Il fallimento della passata rivoluzione sovietica (1917) e di quella successiva della Cina di Mao non sono il segno di una impossibilità del “sogno di una cosa” (Marx, Lettera a Ruge del 1843), ma il segno di contraddizioni materiali che non sono state risolte sul piano delle trasformazioni politiche e sociali; tras-forma-zioni che tuttavia, nel tempo, non hanno smesso di alimentare sotterraneamente (quasi uno spettro) nella coscienza e nella lotta né la politica né la poesia di un mondo alternativo. Diversamente detto, il sogno comunista continua a danzare e a vivere cercando ancora linee di fuga e strategie di realizzazione. E se così non fosse, il sonno della ragione e dell’immaginazione non può evitare di essere urtato ancora da certi eventi del passato che sono rimasti sospesi in memoria e che, oggi (2017), ritornano a lievitare in concomitanza con il centenario della Rivoluzione comunista dei soviet del 1917 in Russia, l’Ottobre rosso e l’“immemoriare” permanente divenire della poesia (in genere) per un mondo diverso (alternativo). Un mondo (perché la poesia è costruzione di mondi alternativi, o di secondo grado come di secondo grado è il suo linguaggio) che non smette di ri-iniziare passando da un ambiente a un altro. Un passaggio ritmico paradossale che non ha abbandonato i versi di questa scrittura sia che la poesia fosse quella dei testi di certi poeti e pensatori di ieri sia di ora. È il ritmo paradossale del sogno che vuole il mondo potenziale della poesia-pensiero come mondo politico attualizzato e viceversa, quasi un perfetto chiasmo. Un incrocio di moto e quiete (il binomio poesia e politica) che nell’immaginario individuale e collettivo ha accompagnato sempre il nascere e lo sviluppo della rivoluzione comunista come il divenire-comunista in una Comune che è cooperazione di eguali e liberi, pur singolarità sociali diverse per eterogeneità multiple e concatenate.
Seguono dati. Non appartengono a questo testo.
//! Game state and core simulation types
//!
//! One `GameState` owns the whole run: phase, counters, entities and the
//! seeded RNG. Nothing in here touches rendering or the platform.

use glam::Vec2;
use rand::SeedableRng;
use rand_pcg::Pcg32;
use serde::{Deserialize, Serialize};

use super::difficulty::{Difficulty, DifficultyConfig};
use super::geometry::Rect;
use super::phase::{GamePhase, PhaseEvent};
use super::spawner::{generate_obstacles, spawn_fruit};
use crate::tuning::{Tuning, TuningError};

/// Direction the player sprite faces
#[derive(Debug, Clone, Copy, PartialEq, Eq, Default, Serialize, Deserialize)]
pub enum Facing {
    Up,
    Down,
    Left,
    #[default]
    Right,
}

/// The player character
#[derive(Debug, Clone, Serialize, Deserialize)]
pub struct Player {
    /// Top-left corner
    pub pos: Vec2,
    pub size: Vec2,
    /// Units per tick
    pub speed: f32,
    pub facing: Facing,
    pub moving: bool,
    /// Walk cycle frame, 0 is the neutral pose
    pub anim_frame: u8,
    /// Distance walked since the last frame change
    pub anim_distance: f32,
}

impl Player {
    pub fn new(tuning: &Tuning) -> Self {
        Self {
            pos: tuning.player_start(),
            size: Vec2::splat(tuning.player_size),
            speed: tuning.player_speed,
            facing: Facing::Right,
            moving: false,
            anim_frame: 0,
            anim_distance: 0.0,
        }
    }

    /// Put the player back at the spawn point, facing right and idle
    pub fn reset(&mut self, tuning: &Tuning) {
        *self = Self::new(tuning);
    }

    #[inline]
    pub fn rect(&self) -> Rect {
        Rect {
            pos: self.pos,
            size: self.size,
        }
    }

    /// Return to the neutral pose
    pub fn stop(&mut self) {
        self.moving = false;
        self.anim_frame = 0;
    }
}

/// Axis an obstacle patrols along
#[derive(Debug, Clone, Copy, PartialEq, Eq, Serialize, Deserialize)]
pub enum Axis {
    Horizontal,
    Vertical,
}

/// Obstacle types
#[derive(Debug, Clone, Copy, PartialEq, Eq, Serialize, Deserialize)]
pub enum ObstacleKind {
    Meteor,
    Cheese,
    Lightning,
}

impl ObstacleKind {
    pub fn name(&self) -> &'static str {
        match self {
            ObstacleKind::Meteor => "meteor",
            ObstacleKind::Cheese => "cheese",
            ObstacleKind::Lightning => "lightning",
        }
    }

    pub fn glyph(&self) -> &'static str {
        match self {
            ObstacleKind::Meteor => "☄️",
            ObstacleKind::Cheese => "🧀",
            ObstacleKind::Lightning => "⚡",
        }
    }
}

/// A patrolling hazard
#[derive(Debug, Clone, Serialize, Deserialize)]
pub struct Obstacle {
    pub id: u32,
    pub pos: Vec2,
    pub size: Vec2,
    pub kind: ObstacleKind,
    pub axis: Axis,
    /// Units per tick
    pub speed: f32,
    /// +1.0 or -1.0 along `axis`
    pub dir: f32,
    /// Patrol window along `axis`
    pub patrol_min: f32,
    pub patrol_max: f32,
    pub moving: bool,
}

impl Obstacle {
    pub fn new(
        id: u32,
        pos: Vec2,
        size: f32,
        kind: ObstacleKind,
        axis: Axis,
        speed: f32,
        (patrol_min, patrol_max): (f32, f32),
    ) -> Self {
        Self {
            id,
            pos,
            size: Vec2::splat(size),
            kind,
            axis,
            speed,
            dir: 1.0,
            patrol_min,
            patrol_max,
            moving: true,
        }
    }

    #[inline]
    pub fn rect(&self) -> Rect {
        Rect {
            pos: self.pos,
            size: self.size,
        }
    }

    /// Coordinate along the patrol axis
    pub fn axis_position(&self) -> f32 {
        match self.axis {
            Axis::Horizontal => self.pos.x,
            Axis::Vertical => self.pos.y,
        }
    }

    fn set_axis_position(&mut self, value: f32) {
        match self.axis {
            Axis::Horizontal => self.pos.x = value,
            Axis::Vertical => self.pos.y = value,
        }
    }

    /// Move one tick along the patrol axis, bouncing off the window ends
    pub fn advance(&mut self) {
        if !self.moving {
            return;
        }
        let next = self.axis_position() + self.speed * self.dir;
        if next <= self.patrol_min {
            self.set_axis_position(self.patrol_min);
            self.dir = 1.0;
        } else if next >= self.patrol_max {
            self.set_axis_position(self.patrol_max);
            self.dir = -1.0;
        } else {
            self.set_axis_position(next);
        }
    }
}

/// Fruit types
#[derive(Debug, Clone, Copy, PartialEq, Eq, Serialize, Deserialize)]
pub enum FruitKind {
    Apple,
    Banana,
    Orange,
    Mango,
    Pineapple,
}

/// Every fruit the spawner can pick from
pub const FRUIT_KINDS: [FruitKind; 5] = [
    FruitKind::Apple,
    FruitKind::Banana,
    FruitKind::Orange,
    FruitKind::Mango,
    FruitKind::Pineapple,
];

impl FruitKind {
    pub fn name(&self) -> &'static str {
        match self {
            FruitKind::Apple => "apple",
            FruitKind::Banana => "banana",
            FruitKind::Orange => "orange",
            FruitKind::Mango => "mango",
            FruitKind::Pineapple => "pineapple",
        }
    }

    pub fn glyph(&self) -> &'static str {
        match self {
            FruitKind::Apple => "🍎",
            FruitKind::Banana => "🍌",
            FruitKind::Orange => "🍊",
            FruitKind::Mango => "🥭",
            FruitKind::Pineapple => "🍍",
        }
    }
}

/// The collectible currently on the field
#[derive(Debug, Clone, Serialize, Deserialize)]
pub struct Fruit {
    pub pos: Vec2,
    pub size: Vec2,
    pub kind: FruitKind,
    pub health_value: u32,
}

impl Fruit {
    #[inline]
    pub fn rect(&self) -> Rect {
        Rect {
            pos: self.pos,
            size: self.size,
        }
    }
}

/// Complete run state (deterministic for a given seed and input sequence)
#[derive(Debug, Clone)]
pub struct GameState {
    /// Seed the RNG was created from
    pub seed: u64,
    pub rng: Pcg32,
    pub tuning: Tuning,
    pub phase: GamePhase,
    /// Chosen preset, `None` while selecting
    pub difficulty: Option<Difficulty>,
    pub health: u32,
    pub fruits_collected: u32,
    /// Seconds left on the countdown
    pub time_remaining: f32,
    /// Milliseconds accumulated toward the next countdown second
    pub second_accumulator: f32,
    /// Simulation ticks run since the current run started
    pub time_ticks: u64,
    pub player: Player,
    pub obstacles: Vec<Obstacle>,
    pub fruit: Option<Fruit>,
    next_id: u32,
}

impl GameState {
    /// Create a new game state with the given seed and default tuning
    pub fn new(seed: u64) -> Self {
        Self::build(seed, Tuning::default())
    }

    /// Create a game state with custom tuning, rejecting values the
    /// spawner and tick cannot work with
    pub fn with_tuning(seed: u64, tuning: Tuning) -> Result<Self, TuningError> {
        tuning.validate()?;
        Ok(Self::build(seed, tuning))
    }

    fn build(seed: u64, tuning: Tuning) -> Self {
        let player = Player::new(&tuning);
        Self {
            seed,
            rng: Pcg32::seed_from_u64(seed),
            tuning,
            phase: GamePhase::SelectingDifficulty,
            difficulty: None,
            health: 0,
            fruits_collected: 0,
            time_remaining: 0.0,
            second_accumulator: 0.0,
            time_ticks: 0,
            player,
            obstacles: Vec::new(),
            fruit: None,
            next_id: 1,
        }
    }

    /// Preset of the current run
    pub fn config(&self) -> Option<&'static DifficultyConfig> {
        self.difficulty.map(Difficulty::config)
    }

    /// Arena extent as a vector
    pub fn arena(&self) -> Vec2 {
        Vec2::new(self.tuning.arena_width, self.tuning.arena_height)
    }

    /// Start a run on `difficulty`. Ignored unless a difficulty is being selected.
    pub fn select_difficulty(&mut self, difficulty: Difficulty) -> bool {
        let Some(next) = self.phase.transition(PhaseEvent::DifficultySelected) else {
            log::debug!("Ignoring difficulty selection in {:?}", self.phase);
            return false;
        };
        log::info!("Selected {} difficulty", difficulty.name());
        self.difficulty = Some(difficulty);
        self.phase = next;
        self.start_run(difficulty.config());
        true
    }

    /// Go back to difficulty selection after a finished run
    pub fn restart(&mut self) -> bool {
        let Some(next) = self.phase.transition(PhaseEvent::Restart) else {
            log::debug!("Ignoring restart in {:?}", self.phase);
            return false;
        };
        log::info!("Returning to difficulty select");
        self.phase = next;
        self.difficulty = None;
        self.obstacles.clear();
        self.fruit = None;
        true
    }

    /// Reset counters and entities, then lay out a fresh level
    fn start_run(&mut self, config: &DifficultyConfig) {
        self.health = 0;
        self.fruits_collected = 0;
        self.time_remaining = config.initial_time;
        self.second_accumulator = 0.0;
        self.time_ticks = 0;
        self.player.reset(&self.tuning);

        self.obstacles = generate_obstacles(
            config,
            &self.player,
            &self.tuning,
            &mut self.rng,
            &mut self.next_id,
        );
        self.respawn_fruit();

        log::info!(
            "Run started: obstacles={} speed={} time={}s bonus=+{}s",
            self.obstacles.len(),
            config.obstacle_speed,
            config.initial_time,
            config.time_bonus
        );
    }

    /// Replace the current fruit with a freshly spawned one
    pub fn respawn_fruit(&mut self) {
        let fruit = spawn_fruit(&self.player, &self.obstacles, &self.tuning, &mut self.rng);
        self.fruit = Some(fruit);
    }
}
//! Deterministic simulation module
//!
//! All gameplay logic lives here. This module must be pure and deterministic:
//! - One tick per call, no catch-up loops
//! - Seeded RNG only
//! - Stable iteration order (obstacles by insertion)
//! - No rendering or platform dependencies

pub mod difficulty;
pub mod geometry;
pub mod phase;
pub mod snapshot;
pub mod spawner;
pub mod state;
pub mod tick;

pub use difficulty::{Difficulty, DifficultyConfig, UnknownDifficulty};
pub use geometry::{Rect, is_placeable, overlaps};
pub use phase::{GamePhase, PhaseEvent};
pub use snapshot::{Snapshot, format_time};
pub use spawner::{FRUIT_MAX_ATTEMPTS, OBSTACLE_MAX_ATTEMPTS, generate_obstacles, spawn_fruit};
pub use state::{
    Axis, FRUIT_KINDS, Facing, Fruit, FruitKind, GameState, Obstacle, ObstacleKind, Player,
};
pub use tick::{TickInput, sanitize_delta, tick};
C’è sempre una paradossale speranza senza speranza che irrompe la staticità dell’ordine sociale stabilizzato, così come c’è un fotone di massa nulla che in un attimo stocastico rimuove lo stato di quiete e movimento uniforme nella struttura atomica delle cose dando vita ad altri incroci e linee di universo molteplici. Il movimento che, come il risveglio di un sogno, abolisce lo stato di cose presenti e prospetta un mondo governato, per esempio, dalla prassi di una rivoluzione comunista come autogoverno totale di una classe (sfruttati e oppressi) che ne la Comune scioglie se stessa come potere dominante diviso e gerarchizzato. Troppo noti gli esperimenti – la Comune di Parigi e la rivoluzione dei Soviet in Russia – per dirne (in questa sede) estesamente le co(i)mplicanze in un bilancio del positivo e del negativo (i fallimenti!) nettamente separati.